● Your objective
The answer must restate every entry below word for word.

● Stored items
════════════════
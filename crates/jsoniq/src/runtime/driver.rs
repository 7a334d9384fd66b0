//! Entry points for callers holding a finished iterator tree.

use std::sync::Arc;

use crate::item::{Item, Sequence};
use crate::runtime::context::DynamicContext;
use crate::runtime::iterator::{BoxedIterator, Result};

/// Evaluate `root` to completion.
pub fn evaluate(root: &mut BoxedIterator, context: &Arc<DynamicContext>) -> Result<Sequence> {
    let span = tracing::debug_span!("evaluate", metadata = %root.metadata());
    let _guard = span.enter();
    let items = root.materialize(context)?;
    tracing::debug!(items = items.len(), "evaluation finished");
    Ok(items)
}

/// Evaluate `root` only as far as its first item.
pub fn evaluate_first(root: &mut BoxedIterator, context: &Arc<DynamicContext>) -> Result<Option<Item>> {
    let span = tracing::debug_span!("evaluate_first", metadata = %root.metadata());
    let _guard = span.enter();
    root.open(context)?;
    let first = if root.has_next() { root.next().map(Some) } else { Ok(None) };
    root.close();
    first
}

/// Lazily pulls the items of an opened tree. Dropping the stream closes the
/// root, which cancels every scan below it.
pub struct ItemStream {
    root: BoxedIterator,
    done: bool,
}

/// Open `root` and hand it out as a standard [`Iterator`].
pub fn stream(mut root: BoxedIterator, context: &Arc<DynamicContext>) -> Result<ItemStream> {
    tracing::debug!(metadata = %root.metadata(), "stream opened");
    root.open(context)?;
    Ok(ItemStream { root, done: false })
}

impl Iterator for ItemStream {
    type Item = Result<Item>;

    fn next(&mut self) -> Option<Self::Item> {
        if self.done {
            return None;
        }
        if !self.root.has_next() {
            self.done = true;
            self.root.close();
            return None;
        }
        let item = self.root.next();
        if item.is_err() {
            self.done = true;
            self.root.close();
        }
        Some(item)
    }
}

impl Drop for ItemStream {
    fn drop(&mut self) {
        self.root.close();
    }
}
════════════════
● Task output
filename crates/jsoniq/src/runtime/driver.rs
repository 7a334d9384fd66b0
//! Entry points for callers holding a finished iterator tree.

use std::sync::Arc;

use crate::item::{Item, Sequence};
use crate::runtime::context::DynamicContext;
use crate::runtime::iterator::{BoxedIterator, Result};

/// Evaluate `root` to completion.
pub fn evaluate(root: &mut BoxedIterator, context: &Arc<DynamicContext>) -> Result<Sequence> {
    let span = tracing::debug_span!("evaluate", metadata = %root.metadata());
    let _guard = span.enter();
    let items = root.materialize(context)?;
    tracing::debug!(items = items.len(), "evaluation finished");
    Ok(items)
}

/// Evaluate `root` only as far as its first item.
pub fn evaluate_first(root: &mut BoxedIterator, context: &Arc<DynamicContext>) -> Result<Option<Item>> {
    let span = tracing::debug_span!("evaluate_first", metadata = %root.metadata());
    let _guard = span.enter();
    root.open(context)?;
    let first = if root.has_next() { root.next().map(Some) } else { Ok(None) };
    root.close();
    first
}

/// Lazily pulls the items of an opened tree. Dropping the stream closes the
/// root, which cancels every scan below it.
pub struct ItemStream {
    root: BoxedIterator,
    done: bool,
}

/// Open `root` and hand it out as a standard [`Iterator`].
pub fn stream(mut root: BoxedIterator, context: &Arc<DynamicContext>) -> Result<ItemStream> {
    tracing::debug!(metadata = %root.metadata(), "stream opened");
    root.open(context)?;
    Ok(ItemStream { root, done: false })
}

impl Iterator for ItemStream {
    type Item = Result<Item>;

    fn next(&mut self) -> Option<Self::Item> {
        if self.done {
            return None;
        }
        if !self.root.has_next() {
            self.done = true;
            self.root.close();
            return None;
        }
        let item = self.root.next();
        if item.is_err() {
            self.done = true;
            self.root.close();
        }
        Some(item)
    }
}

impl Drop for ItemStream {
    fn drop(&mut self) {
        self.root.close();
    }
}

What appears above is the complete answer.